Yr 12 who won’t say what they think they moan later - WWYD?(8 Posts)
I teach a lovely, small group, and we’re not in a school so it’s pretty informal. It’s drama, so really creative, lots of focus on communication etc etc.
I have one student who has started to get into the habit of not saying what they think, about a number of things, but then moaning at a later point and I’m not sure how to handle it as it’s starting to get on my nerves.
A couple of examples... we are working on a play at the moment - performance is during the first week back after half term. When I first gave the scripts out, we all had a chat about it and there were various opinions - some like it, some not sure, some not keen. Student was non-committal, but then wrote the initial essay about it very negatively - but by then it was a bit late to make changes. Fast forward to two weeks before half term - I asked them all to make a group decision about whether or not they wanted an extra rehearsal day. They know I need to sort my kids out if I need to go in, and I made it clear that it needed to be their decision so they would have ownership. They all told me the day they wanted to come in. We discussed it again on Friday and they all agreed - there was some discussions about timings and so on.

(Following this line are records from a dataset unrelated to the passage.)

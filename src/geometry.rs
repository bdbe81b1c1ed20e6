// Ten-vertex ring starting at the leftmost tip, clockwise: even indices are tips,
// odd indices the notches between them.

use kurbo::{Point, Rect, Vec2};

pub const VERTEX_COUNT: usize = 10;

pub const DEFAULT_THICKNESS: f64 = 0.5;
pub const MIN_THICKNESS: f64 = 0.3;
pub const MAX_THICKNESS: f64 = 0.9;

pub const CANONICAL_SCALE_FACTOR: f64 = 0.9511;

// unit circumcircle, y-up
const CANONICAL_OUTER: [(f64, f64); 5] = [
    (-0.9511, 0.3090), // left
    (0.0, 1.0),        // top
    (0.9511, 0.3090),  // right
    (0.5878, -0.8090), // bottom right
    (-0.5878, -0.8090), // bottom left
];

/// Height over width of the star's bounding box.
pub const ASPECT_RATIO: f64 = (CANONICAL_OUTER[1].1 - CANONICAL_OUTER[3].1)
    / (CANONICAL_OUTER[2].0 - CANONICAL_OUTER[0].0);

// Ring indices of the tips that bound the star in the canonical orientation.
const LEFT_TIP: usize = 0;
const TOP_TIP: usize = 2;
const RIGHT_TIP: usize = 4;
const BOTTOM_TIP: usize = 8;

pub fn star_width_for_height(height: f64) -> f64 {
    height / ASPECT_RATIO
}

pub fn clamp_thickness(factor: f64) -> f64 {
    if factor.is_nan() {
        return DEFAULT_THICKNESS;
    }
    factor.clamp(MIN_THICKNESS, MAX_THICKNESS)
}

pub fn next_index(index: usize) -> usize {
    (index + 1) % VERTEX_COUNT
}

pub fn is_outer(index: usize) -> bool {
    index % 2 == 0
}

#[derive(Clone, Debug, PartialEq)]
pub struct StarGeometry {
    vertices: [Point; VERTEX_COUNT],
    scale_factor: f64,
    thickness: f64,
    bounds: Rect,
}

impl Default for StarGeometry {
    fn default() -> Self {
        StarGeometry::new(DEFAULT_THICKNESS)
    }
}

impl StarGeometry {
    pub fn new(thickness: f64) -> Self {
        let mut star = StarGeometry {
            vertices: [Point::ZERO; VERTEX_COUNT],
            scale_factor: CANONICAL_SCALE_FACTOR,
            thickness: DEFAULT_THICKNESS,
            bounds: Rect::ZERO,
        };
        star.reset(thickness);
        star
    }

    pub fn reset(&mut self, thickness: f64) {
        self.scale_factor = CANONICAL_SCALE_FACTOR;
        self.load_canonical();
        self.update_bounds();
        self.apply_thickness(thickness);
        self.flip_to_screen();
    }

    /// Keeps size and position.
    pub fn set_thickness(&mut self, factor: f64) {
        let factor = clamp_thickness(factor);
        if factor == self.thickness {
            return;
        }
        let scale = self.scale_factor;
        let origin = self.bounds.origin();

        self.reset(factor);
        self.change_scale(scale);
        self.move_to(origin.x, origin.y);
    }

    /// Zero height collapses the star onto `(left, top)`; negative height mirrors it.
    pub fn fit_to_box(&mut self, left: f64, top: f64, height: f64) {
        if self.scale_factor == 0.0 {
            // a zero-height fit lost the shape, start over
            self.reset(self.thickness);
        }
        let origin = self.bounds.origin();
        self.offset(-origin.x, -origin.y);
        self.change_scale(star_width_for_height(height));
        self.offset(left, top);
        self.update_bounds();
    }

    pub fn move_to(&mut self, left: f64, top: f64) {
        self.offset(left - self.bounds.x0, top - self.bounds.y0);
        self.update_bounds();
    }

    pub fn translate(&mut self, dx: f64, dy: f64) {
        self.offset(dx, dy);
        self.update_bounds();
    }

    pub fn bounding_box(&self) -> Rect {
        self.bounds
    }

    pub fn thickness(&self) -> f64 {
        self.thickness
    }

    pub fn scale_factor(&self) -> f64 {
        self.scale_factor
    }

    pub fn vertex(&self, index: usize) -> Point {
        self.vertices[index % VERTEX_COUNT]
    }

    pub fn vertices(&self) -> &[Point; VERTEX_COUNT] {
        &self.vertices
    }

    pub fn outer_vertices(&self) -> impl Iterator<Item = Point> + '_ {
        self.vertices.iter().copied().step_by(2)
    }

    pub fn inner_vertices(&self) -> impl Iterator<Item = Point> + '_ {
        self.vertices.iter().copied().skip(1).step_by(2)
    }

    fn load_canonical(&mut self) {
        for (i, &(x, y)) in CANONICAL_OUTER.iter().enumerate() {
            self.vertices[i * 2] = Point::new(x, y);
        }
        for i in (1..VERTEX_COUNT).step_by(2) {
            self.vertices[i] = self.vertices[i - 1].midpoint(self.vertices[next_index(i)]);
        }
    }

    fn apply_thickness(&mut self, factor: f64) {
        let factor = clamp_thickness(factor);
        for v in self.vertices.iter_mut().skip(1).step_by(2) {
            *v = (v.to_vec2() * factor).to_point();
        }
        self.thickness = factor;
    }

    fn flip_to_screen(&mut self) {
        // bounds are still y-up here, so y0 holds the topmost y
        let dx = -self.bounds.x0;
        let dy = self.bounds.y0;
        for v in self.vertices.iter_mut() {
            *v = Point::new((v.x + dx) / 2.0, (dy - v.y) / 2.0);
        }
        self.update_bounds();
    }

    fn offset(&mut self, dx: f64, dy: f64) {
        let delta = Vec2::new(dx, dy);
        for v in self.vertices.iter_mut() {
            *v += delta;
        }
    }

    fn change_scale(&mut self, new_factor: f64) {
        let scale = new_factor / self.scale_factor;
        if scale == 1.0 {
            return;
        }
        for v in self.vertices.iter_mut() {
            *v = (v.to_vec2() * scale).to_point();
        }
        self.scale_factor = new_factor;
    }

    // only valid while the star is never rotated
    fn update_bounds(&mut self) {
        self.bounds = Rect {
            x0: self.vertices[LEFT_TIP].x,
            y0: self.vertices[TOP_TIP].y,
            x1: self.vertices[RIGHT_TIP].x,
            y1: self.vertices[BOTTOM_TIP].y,
        };
    }
}

#[cfg(test)]
mod tests {
    use super::*;

    const EPS: f64 = 1e-9;

    fn assert_close(a: f64, b: f64) {
        assert!((a - b).abs() < 1e-6, "{a} != {b}");
    }

    fn assert_rect_close(a: Rect, b: Rect) {
        assert_close(a.x0, b.x0);
        assert_close(a.y0, b.y0);
        assert_close(a.x1, b.x1);
        assert_close(a.y1, b.y1);
    }

    #[test]
    fn aspect_ratio_from_canonical_table() {
        assert!((ASPECT_RATIO - 1.809 / 1.9022).abs() < EPS);
    }

    #[test]
    fn reset_places_star_at_origin() {
        let star = StarGeometry::default();
        let b = star.bounding_box();
        assert_close(b.x0, 0.0);
        assert_close(b.y0, 0.0);
        assert_close(b.x1, 0.9511);
        assert_close(b.y1, 0.9045);
        assert_close(star.scale_factor(), CANONICAL_SCALE_FACTOR);
        assert_close(b.height() / b.width(), ASPECT_RATIO);
    }

    #[test]
    fn tips_stay_inside_the_box() {
        let mut star = StarGeometry::new(0.9);
        star.fit_to_box(10.0, 20.0, 48.0);
        let b = star.bounding_box();
        for v in star.vertices() {
            assert!(v.x >= b.x0 - EPS && v.x <= b.x1 + EPS);
            assert!(v.y >= b.y0 - EPS && v.y <= b.y1 + EPS);
        }
    }

    #[test]
    fn top_tip_is_centred() {
        let star = StarGeometry::default();
        let b = star.bounding_box();
        assert_close(star.vertex(2).x, b.center().x);
        assert_close(star.vertex(2).y, b.y0);
    }

    #[test]
    fn thickness_is_clamped() {
        assert_eq!(StarGeometry::new(0.1).thickness(), MIN_THICKNESS);
        assert_eq!(StarGeometry::new(2.0).thickness(), MAX_THICKNESS);

        let mut star = StarGeometry::default();
        star.set_thickness(-1.0);
        assert_eq!(star.thickness(), MIN_THICKNESS);
        star.set_thickness(0.95);
        assert_eq!(star.thickness(), MAX_THICKNESS);
    }

    #[test]
    fn nan_thickness_falls_back_to_default() {
        assert_eq!(StarGeometry::new(f64::NAN).thickness(), DEFAULT_THICKNESS);

        let mut star = StarGeometry::new(0.7);
        star.fit_to_box(0.0, 0.0, 40.0);
        star.set_thickness(f64::NAN);
        assert_eq!(star.thickness(), DEFAULT_THICKNESS);
        for v in star.vertices() {
            assert!(v.x.is_finite() && v.y.is_finite());
        }
        assert_close(star.bounding_box().height(), 40.0);
    }

    #[test]
    fn thickness_moves_only_inner_vertices() {
        let mut star = StarGeometry::default();
        star.fit_to_box(5.0, 7.0, 100.0);
        let before = star.clone();
        star.set_thickness(0.8);

        assert_rect_close(star.bounding_box(), before.bounding_box());
        for (a, b) in star.outer_vertices().zip(before.outer_vertices()) {
            assert_close(a.x, b.x);
            assert_close(a.y, b.y);
        }
        let centre = star.bounding_box().center();
        let thick = star.vertex(1).distance(centre);
        let thin = before.vertex(1).distance(centre);
        assert!(thick > thin);
    }

    #[test]
    fn same_thickness_is_noop() {
        let mut star = StarGeometry::new(0.4);
        star.fit_to_box(3.0, 3.0, 30.0);
        let before = star.clone();
        star.set_thickness(0.4);
        assert_eq!(star, before);
    }

    #[test]
    fn fit_to_box_sets_height() {
        let mut star = StarGeometry::default();
        star.fit_to_box(0.0, 0.0, 100.0);
        let b = star.bounding_box();
        assert_close(b.height(), 100.0);
        assert_close(b.width(), 100.0 / ASPECT_RATIO);
        assert_close(star.scale_factor(), b.width());
    }

    #[test]
    fn refit_ignores_prior_state() {
        let mut star = StarGeometry::new(0.7);
        star.fit_to_box(300.0, -40.0, 12.0);
        star.translate(-5.5, 9.0);
        star.fit_to_box(20.0, 30.0, 64.0);
        assert_rect_close(
            star.bounding_box(),
            Rect::new(20.0, 30.0, 20.0 + 64.0 / ASPECT_RATIO, 94.0),
        );
    }

    #[test]
    fn translate_keeps_size() {
        let mut star = StarGeometry::default();
        star.fit_to_box(0.0, 0.0, 40.0);
        let before = star.bounding_box();
        star.translate(12.0, -3.0);
        assert_rect_close(star.bounding_box(), before + Vec2::new(12.0, -3.0));
    }

    #[test]
    fn move_to_places_origin() {
        let mut star = StarGeometry::default();
        star.fit_to_box(50.0, 60.0, 40.0);
        star.move_to(1.0, 2.0);
        let b = star.bounding_box();
        assert_close(b.x0, 1.0);
        assert_close(b.y0, 2.0);
        assert_close(b.height(), 40.0);
    }

    #[test]
    fn zero_height_collapses_then_recovers() {
        let mut star = StarGeometry::default();
        star.fit_to_box(4.0, 4.0, 0.0);
        let b = star.bounding_box();
        assert_close(b.width(), 0.0);
        assert_close(b.height(), 0.0);
        assert!(star.vertices().iter().all(|v| v.x == 4.0 && v.y == 4.0));

        star.fit_to_box(0.0, 0.0, 10.0);
        assert_close(star.bounding_box().height(), 10.0);
    }

    #[test]
    fn negative_height_gives_negative_size() {
        let mut star = StarGeometry::default();
        star.fit_to_box(0.0, 0.0, -10.0);
        let b = star.bounding_box();
        assert!(b.width() < 0.0);
        assert!(b.height() < 0.0);
    }

    #[test]
    fn ring_wraps() {
        assert_eq!(next_index(9), 0);
        assert_eq!(next_index(3), 4);
        assert!(is_outer(0) && !is_outer(1));
        let star = StarGeometry::default();
        assert_eq!(star.vertex(10), star.vertex(0));
        assert_eq!(star.outer_vertices().count(), 5);
        assert_eq!(star.inner_vertices().count(), 5);
    }

    #[test]
    fn width_for_height_is_linear() {
        assert_close(star_width_for_height(20.0) / star_width_for_height(10.0), 2.0);
        assert_close(star_width_for_height(0.0), 0.0);
    }
}
use serde::{Serialize, Deserialize};
use crate::error::{Error, Result};
use crate::geometry::DEFAULT_THICKNESS;
use crate::types::{Insets, Rgba, StarStyle};

/// Everything the host can set on a rating row. Missing JSON keys take the defaults.
#[derive(Serialize, Deserialize, Clone, Debug, PartialEq)]
#[serde(default)]
pub struct RatingConfig {
    pub star_num: u32,
    pub rating: f64,
    pub star_thickness: f64,
    pub corner_radius: f64,
    pub star_margin: f64,
    pub stroke_width: f64,
    pub star_foreground_color: Rgba,
    pub star_background_color: Rgba,
    pub stroke_color: Rgba,
    pub background_color: Rgba,
    pub draw_stroke_for_full_star: bool,
    pub draw_stroke_for_half_star: bool,
    pub draw_stroke_for_empty_star: bool,
    pub enable_select_rating: bool,
    pub padding: Insets,
}

impl Default for RatingConfig {
    fn default() -> Self {
        let style = StarStyle::default();
        RatingConfig {
            star_num: 5,
            rating: 0.0,
            star_thickness: DEFAULT_THICKNESS,
            corner_radius: style.corner_radius,
            star_margin: 8.0,
            stroke_width: style.stroke_width,
            star_foreground_color: style.fill_full,
            star_background_color: style.fill_empty,
            stroke_color: style.stroke,
            background_color: Rgba::TRANSPARENT,
            draw_stroke_for_full_star: style.stroke_on_full,
            draw_stroke_for_half_star: style.stroke_on_partial,
            draw_stroke_for_empty_star: style.stroke_on_empty,
            enable_select_rating: false,
            padding: Insets::default(),
        }
    }
}

impl RatingConfig {
    pub fn from_json(json: &str) -> Result<Self> {
        let config: RatingConfig = serde_json::from_str(json)?;
        config.validate()?;
        Ok(config)
    }

    pub fn to_json(&self) -> String {
        serde_json::to_string(self).unwrap_or_else(|_| "{}".to_string())
    }

    /// Rejects negative or non-finite sizes. Thickness only has to be finite; it is
    /// clamped when applied.
    pub fn validate(&self) -> Result<()> {
        let sizes = [
            ("rating", self.rating),
            ("corner_radius", self.corner_radius),
            ("star_margin", self.star_margin),
            ("stroke_width", self.stroke_width),
            ("padding.left", self.padding.left),
            ("padding.top", self.padding.top),
            ("padding.right", self.padding.right),
            ("padding.bottom", self.padding.bottom),
        ];
        for (field, value) in sizes {
            if !value.is_finite() || value < 0.0 {
                return Err(Error::InvalidValue { field, value });
            }
        }
        if !self.star_thickness.is_finite() {
            return Err(Error::InvalidValue { field: "star_thickness", value: self.star_thickness });
        }
        Ok(())
    }

    pub fn style(&self) -> StarStyle {
        StarStyle {
            fill_full: self.star_foreground_color,
            fill_empty: self.star_background_color,
            stroke: self.stroke_color,
            stroke_width: self.stroke_width,
            corner_radius: self.corner_radius,
            stroke_on_full: self.draw_stroke_for_full_star,
            stroke_on_empty: self.draw_stroke_for_empty_star,
            stroke_on_partial: self.draw_stroke_for_half_star,
        }
    }
}
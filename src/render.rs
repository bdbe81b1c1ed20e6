
use kurbo::{BezPath, Point, Rect};
use crate::geometry::{StarGeometry, VERTEX_COUNT};
use crate::surface::PaintSurface;
use crate::types::{FillState, Rgba, StarStyle};

// per inner notch 1, 3, 5, 7, 9
const CENTER_PATCH_OFFSETS: [(f64, f64); 5] = [
    (-1.0, -1.0),
    (1.5, -0.5),
    (1.5, 1.0),
    (0.0, 1.0),
    (-1.0, 1.0),
];

pub fn render_star<S: PaintSurface + ?Sized>(
    surface: &mut S,
    star: &StarGeometry,
    fill: FillState,
    style: &StarStyle,
) {
    match fill {
        FillState::Full => render_full(surface, star, style),
        FillState::Empty => render_empty(surface, star, style),
        FillState::Partial(fraction) => render_partial(surface, star, fraction, style),
    }
}

fn render_full<S: PaintSurface + ?Sized>(surface: &mut S, star: &StarGeometry, style: &StarStyle) {
    fill_solid(surface, star, style.fill_full, style.corner_radius);
    if style.stroke_on_full {
        stroke_outline(surface, star, style);
    }
}

fn render_empty<S: PaintSurface + ?Sized>(surface: &mut S, star: &StarGeometry, style: &StarStyle) {
    fill_solid(surface, star, style.fill_empty, style.corner_radius);
    if style.stroke_on_empty {
        stroke_outline(surface, star, style);
    }
}

fn render_partial<S: PaintSurface + ?Sized>(
    surface: &mut S,
    star: &StarGeometry,
    fraction: f64,
    style: &StarStyle,
) {
    if fraction <= 0.0 {
        return render_empty(surface, star, style);
    } else if fraction >= 1.0 {
        return render_full(surface, star, style);
    }
    log::debug!("partial star fraction = {fraction}");

    fill_solid(surface, star, style.fill_empty, style.corner_radius);

    let clip = partial_clip(star, fraction);
    surface.push_clip(clip);
    fill_solid(surface, star, style.fill_full, style.corner_radius);
    surface.pop_clip();

    if style.stroke_on_partial {
        stroke_outline(surface, star, style);
    }
}

pub fn divider_x(star: &StarGeometry, fraction: f64) -> f64 {
    let b = star.bounding_box();
    b.x0 + b.width() * fraction
}

pub fn partial_clip(star: &StarGeometry, fraction: f64) -> Rect {
    let b = star.bounding_box();
    Rect::new(b.x0, b.y0, divider_x(star, fraction), b.y1)
}

pub fn fill_solid<S: PaintSurface + ?Sized>(
    surface: &mut S,
    star: &StarGeometry,
    color: Rgba,
    corner_radius: f64,
) {
    for segment in point_segments(star, corner_radius) {
        surface.fill_path(&segment, color);
    }
    surface.fill_path(&center_patch(star), color);
}

pub fn stroke_outline<S: PaintSurface + ?Sized>(surface: &mut S, star: &StarGeometry, style: &StarStyle) {
    for segment in point_segments(star, style.corner_radius) {
        surface.stroke_path(&segment, style.stroke, style.stroke_width);
    }
}

/// The five `inner -> tip -> inner` polylines, starting at ring index 1.
pub fn point_segments(star: &StarGeometry, corner_radius: f64) -> impl Iterator<Item = BezPath> + '_ {
    (1..VERTEX_COUNT).step_by(2).map(move |i| {
        let points = [star.vertex(i), star.vertex(i + 1), star.vertex(i + 2)];
        corner_path(&points, corner_radius)
    })
}

pub fn center_patch(star: &StarGeometry) -> BezPath {
    let mut path = BezPath::new();
    for (n, (dx, dy)) in CENTER_PATCH_OFFSETS.iter().enumerate() {
        let v = star.vertex(n * 2 + 1);
        let p = Point::new(v.x + dx, v.y + dy);
        if n == 0 {
            path.move_to(p);
        } else {
            path.line_to(p);
        }
    }
    path.close_path();
    path
}

/// Open polyline with interior corners rounded by quadratic curves.
pub fn corner_path(points: &[Point], radius: f64) -> BezPath {
    let mut path = BezPath::new();
    let Some((&first, rest)) = points.split_first() else {
        return path;
    };
    path.move_to(first);
    if radius <= 0.0 || points.len() < 3 {
        for &p in rest {
            path.line_to(p);
        }
        return path;
    }

    for w in points.windows(3) {
        let (prev, corner, next) = (w[0], w[1], w[2]);
        let d_in = corner - prev;
        let d_out = next - corner;
        let (len_in, len_out) = (d_in.hypot(), d_out.hypot());
        if len_in == 0.0 || len_out == 0.0 {
            path.line_to(corner);
            continue;
        }
        let cut_in = radius.min(len_in / 2.0);
        let cut_out = radius.min(len_out / 2.0);
        path.line_to(corner - d_in * (cut_in / len_in));
        path.quad_to(corner, corner + d_out * (cut_out / len_out));
    }
    if let Some(&last) = points.last() {
        path.line_to(last);
    }
    path
}
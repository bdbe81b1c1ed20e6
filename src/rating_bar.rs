use kurbo::{Point, Rect, Size};
use crate::config::RatingConfig;
use crate::geometry::{clamp_thickness, StarGeometry};
use crate::layout::{measure, MeasureSpec, StarRow};
use crate::render::render_star;
use crate::surface::PaintSurface;
use crate::types::{FillState, Insets, StarStyle};

#[derive(Clone, Debug)]
pub struct RatingBar {
    config: RatingConfig,
    rating: f64,
    size: Size,
    row: StarRow,
}

impl Default for RatingBar {
    fn default() -> Self {
        RatingBar::new(RatingConfig::default())
    }
}

impl RatingBar {
    pub fn new(mut config: RatingConfig) -> Self {
        config.rating = clamp_rating(config.rating, config.star_num);
        config.star_thickness = clamp_thickness(config.star_thickness);
        RatingBar { rating: config.rating, config, size: Size::ZERO, row: StarRow::default() }
    }

    pub fn config(&self) -> &RatingConfig {
        &self.config
    }

    pub fn size(&self) -> Size {
        self.size
    }

    pub fn row(&self) -> &StarRow {
        &self.row
    }

    pub fn stars(&self) -> &[StarGeometry] {
        self.row.stars()
    }

    /// Number of stars actually laid out, which can be fewer than `star_num`.
    pub fn star_count(&self) -> usize {
        self.row.len()
    }

    pub fn style(&self) -> StarStyle {
        self.config.style()
    }

    pub fn rating(&self) -> f64 {
        self.rating
    }

    /// Sets the rating, clamped to `[0, star_num]`. Returns whether it changed.
    pub fn set_rating(&mut self, rating: f64) -> bool {
        let rating = clamp_rating(rating, self.config.star_num);
        if rating == self.rating {
            return false;
        }
        self.rating = rating;
        self.config.rating = rating;
        true
    }

    pub fn resize(&mut self, width: f64, height: f64) {
        let size = Size::new(width, height);
        if size == self.size {
            return;
        }
        self.size = size;
        self.relayout();
    }

    pub fn measure(&self, width: MeasureSpec, height: MeasureSpec) -> Size {
        measure(width, height, self.config.padding, self.config.star_num, self.config.star_margin)
    }

    pub fn set_star_num(&mut self, star_num: u32) {
        if star_num == self.config.star_num {
            return;
        }
        self.config.star_num = star_num;
        self.set_rating(self.rating);
        self.relayout();
    }

    pub fn set_star_margin(&mut self, margin: f64) {
        self.config.star_margin = margin.max(0.0);
        self.relayout();
    }

    pub fn set_padding(&mut self, padding: Insets) {
        self.config.padding = padding;
        self.relayout();
    }

    pub fn set_star_thickness(&mut self, factor: f64) {
        let factor = clamp_thickness(factor);
        self.config.star_thickness = factor;
        for star in self.row.stars_mut() {
            star.set_thickness(factor);
        }
    }

    pub fn set_corner_radius(&mut self, radius: f64) {
        self.config.corner_radius = radius.max(0.0);
    }

    pub fn set_stroke_width(&mut self, width: f64) {
        self.config.stroke_width = width.max(0.0);
    }

    pub fn set_draw_stroke_for_full_star(&mut self, draw: bool) {
        self.config.draw_stroke_for_full_star = draw;
    }

    pub fn set_draw_stroke_for_half_star(&mut self, draw: bool) {
        self.config.draw_stroke_for_half_star = draw;
    }

    pub fn set_draw_stroke_for_empty_star(&mut self, draw: bool) {
        self.config.draw_stroke_for_empty_star = draw;
    }

    pub fn set_enable_select_rating(&mut self, enable: bool) {
        self.config.enable_select_rating = enable;
    }

    pub fn content_rect(&self) -> Rect {
        let p = self.config.padding;
        Rect::new(p.left, p.top, self.size.width - p.right, self.size.height - p.bottom)
    }

    pub fn fill_state(&self, index: usize) -> FillState {
        FillState::for_star(self.rating, index)
    }

    pub fn fill_states(&self) -> impl Iterator<Item = FillState> + '_ {
        (0..self.star_count()).map(|i| self.fill_state(i))
    }

    pub fn star_at(&self, x: f64, y: f64) -> Option<usize> {
        let p = Point::new(x, y);
        self.stars().iter().position(|star| {
            let b = star.bounding_box();
            p.x >= b.x0 && p.x <= b.x1 && p.y >= b.y0 && p.y <= b.y1
        })
    }

    /// Clicking the star that already matches the rating clears it.
    pub fn click(&mut self, x: f64, y: f64) -> bool {
        if !self.config.enable_select_rating {
            return false;
        }
        let Some(index) = self.star_at(x, y) else {
            return false;
        };
        let selected = (index + 1) as f64;
        if self.rating == selected {
            self.set_rating(0.0)
        } else {
            self.set_rating(selected)
        }
    }

    pub fn render<S: PaintSurface + ?Sized>(&self, surface: &mut S) {
        let style = self.style();
        for (star, fill) in self.stars().iter().zip(self.fill_states()) {
            render_star(surface, star, fill, &style);
        }
    }

    fn relayout(&mut self) {
        self.row = StarRow::layout(
            self.content_rect(),
            self.config.star_num,
            self.config.star_margin,
            self.config.star_thickness,
        );
    }
}

fn clamp_rating(rating: f64, star_num: u32) -> f64 {
    if rating.is_nan() {
        return 0.0;
    }
    rating.clamp(0.0, star_num as f64)
}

Then yesterday evening, they sent me an email saying they can’t come. The reason is that they has to look after their younger sibling in school holidays. Presumably if this was the case, they would have known two weeks ago when I first asked the group to decide about a half term rehearsal. I’m frustrated that they didn’t say anything sooner as we could have found an alternative. I’ve emailed their parents and suggested a compromise.
Any suggestions? It’s tricky with 6th formers!
Maybe I'm a bit harsh on this but if/when i have 6th formers like that i give them a pep talk containing the following:
-Remind them they have chosen my subject at post 16
- they have chosen our 6th form
- they should theoretically be able to be treated like young adults
- This is not y11: nobody is going to throw them an intervention lifeline at the end if they don't pull their weight.
- Their future is in their hands.
- i will give them all the help and guidance i can and will bend over backwards to help, but this is linked to them doing their part
Most get it quickly. Some think i'm joking and i let them fail (usually mocks or coursework first drafts) and that's their wake up because they see people doing what they should be doing well.
I think it’s definitely pep talk time. Student in question did come in for the rehearsal in the end but only stayed til lunchtime (everyone else stayed til 4) It will impact on their grade - not because they missed 4 hours of rehearsal but because it’s indicative of their level of investment.
At my place we have a saying about Yr12 ‘Just Yr11 in posh suits’. They aren’t that different to the kids who took their GCSEs. It takes ages to ‘break’ a sixth form group.
Just keep telling them where the line is.
I often find I get to know them better during coursework mentoring so I try to do some of that early in Yr12. To kind of earn their trust.
We say that nanny. Some are Y11 in jeans and trainers.
I had a really arsey grumpy moment with my new lot this year because they seemed ti think they could turn up 5/10 mins late with a coffee because they're 6th form. And start packing up early because they're 6th form. Or could be let out early for lunch etc. Or deadlines aren't actually deadlines. Or bring food to class. Ummm. No.
Sure, if we come to a logical end of a lesson with 4/5 mins to go then I'll let them out earlier rather than wait to the bell. Sure, I let them politely excuse themselves to the loo and trust they wait ti an appropriate break. Sure, i let them have coffees in with them. But you get your ass to class on time, work hard and meet my deadlines.
Sounds like our staff meetings.
I wish it was more like some of ours.
Ours there's 2-3 of us in the team who will throw ideas around, challenge excessive new initiatives to protect the work/life balance of staff and students (no they don'r need extra breakfast club sessions) and then 2-3 who will say yes and go alomg with whatever the person leading it says, then don't do their job properly, then bitch when people point out they need x y z and it still hasn't been done.
I teach some of the loveliest girls I have ever met but I still read them the riot act every now and again. It is a hard time for them as mock and real exams are getting closer and some of them realise that they haven't done enough. They start to panic and act differently. A firm reminder about the smallest thing can help them to get back on track.